_REQUIRED WORK_
For each line below that contains the word "predictor", return that line.

(Stored data)
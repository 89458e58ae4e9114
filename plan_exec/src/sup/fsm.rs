//! The supervisor's state set and transition table.
//!
//! Transition selection is a pure function of the events observed in one
//! cycle, so the table can be exercised in isolation from the planning
//! pipeline.

// ------------------------------------------------------------------------------------------------
// IMPORTS
// ------------------------------------------------------------------------------------------------

use std::fmt::Display;

// ------------------------------------------------------------------------------------------------
// ENUMS
// ------------------------------------------------------------------------------------------------

/// The supervisor states.
#[derive(Debug, Clone, Copy, PartialEq, Eq)]
pub enum FsmState {
    Init,
    WaitTarget,
    Replan,
    ExecTraj,
    GoalReached,
    EmergencyReplan,
    Exit,
}

// ------------------------------------------------------------------------------------------------
// STRUCTS
// ------------------------------------------------------------------------------------------------

/// Everything the transition table needs to know about one cycle.
#[derive(Debug, Clone, Copy, Default)]
pub struct CycleEvents {
    /// Odometry and a map update have both been received.
    pub inputs_present: bool,

    /// Execution is triggered and a goal waypoint is queued.
    pub goal_present: bool,

    /// The vehicle is within the goal tolerance of the goal.
    pub at_goal: bool,

    /// The routine replan timer has elapsed, or tracking has deviated beyond
    /// the replan tolerance.
    pub replan_due: bool,

    /// The committed trajectory has become unsafe (risk or peer conflict).
    pub committed_unsafe: bool,

    /// Result of a plan attempted this cycle, if one ran.
    pub plan_outcome: Option<bool>,
}

// ------------------------------------------------------------------------------------------------
// PUBLIC FUNCTIONS
// ------------------------------------------------------------------------------------------------

/// The transition table.
pub fn next_state(current: FsmState, ev: &CycleEvents) -> FsmState {
    match current {
        FsmState::Init => FsmState::WaitTarget,

        FsmState::WaitTarget => {
            if ev.inputs_present && ev.goal_present {
                FsmState::Replan
            } else {
                FsmState::WaitTarget
            }
        }

        FsmState::Replan => {
            if !ev.inputs_present {
                FsmState::WaitTarget
            } else if ev.at_goal {
                FsmState::GoalReached
            } else if ev.plan_outcome == Some(true) {
                FsmState::ExecTraj
            } else {
                // Plan failed or could not run, try again next tick
                FsmState::Replan
            }
        }

        FsmState::ExecTraj => {
            if !ev.inputs_present {
                FsmState::WaitTarget
            } else if ev.at_goal {
                FsmState::GoalReached
            } else if ev.committed_unsafe {
                FsmState::EmergencyReplan
            } else if ev.replan_due {
                FsmState::Replan
            } else {
                FsmState::ExecTraj
            }
        }

        FsmState::EmergencyReplan => {
            if !ev.inputs_present {
                FsmState::WaitTarget
            } else if ev.plan_outcome == Some(true) {
                FsmState::ExecTraj
            } else {
                FsmState::EmergencyReplan
            }
        }

        FsmState::GoalReached => FsmState::WaitTarget,

        FsmState::Exit => FsmState::Exit,
    }
}

// ------------------------------------------------------------------------------------------------
// IMPLS
// ------------------------------------------------------------------------------------------------

impl Display for FsmState {
    fn fmt(&self, f: &mut std::fmt::Formatter<'_>) -> std::fmt::Result {
        let s = match self {
            FsmState::Init => "INIT",
            FsmState::WaitTarget => "WAIT_TARGET",
            FsmState::Replan => "REPLAN",
            FsmState::ExecTraj => "EXEC_TRAJ",
            FsmState::GoalReached => "GOAL_REACHED",
            FsmState::EmergencyReplan => "EMERGENCY_REPLAN",
            FsmState::Exit => "EXIT",
        };
        write!(f, "{}", s)
    }
}

// ------------------------------------------------------------------------------------------------
// TESTS
// ------------------------------------------------------------------------------------------------
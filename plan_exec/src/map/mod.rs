//! # Risk map module
//!
//! Voxelised probabilistic occupancy over a rolling spatio-temporal window
//! centered on the vehicle. The map ingests synchronized cloud/pose pairs,
//! predicts obstacle motion over the future time slices, and serves inflated
//! occupancy queries to the rest of the planner through per-cycle snapshots.

// ------------------------------------------------------------------------------------------------
// MODULES
// ------------------------------------------------------------------------------------------------

pub mod grid;
pub mod predictor;
pub mod risk_map;

// ------------------------------------------------------------------------------------------------
// EXPORTS
// ------------------------------------------------------------------------------------------------

pub use grid::{GridError, VoxelGrid};
pub use predictor::Predictor;
pub use risk_map::{Occupancy, RiskMap, RiskSnapshot};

_EXPECTED ANSWER_
pub mod predictor;
pub use predictor::Predictor;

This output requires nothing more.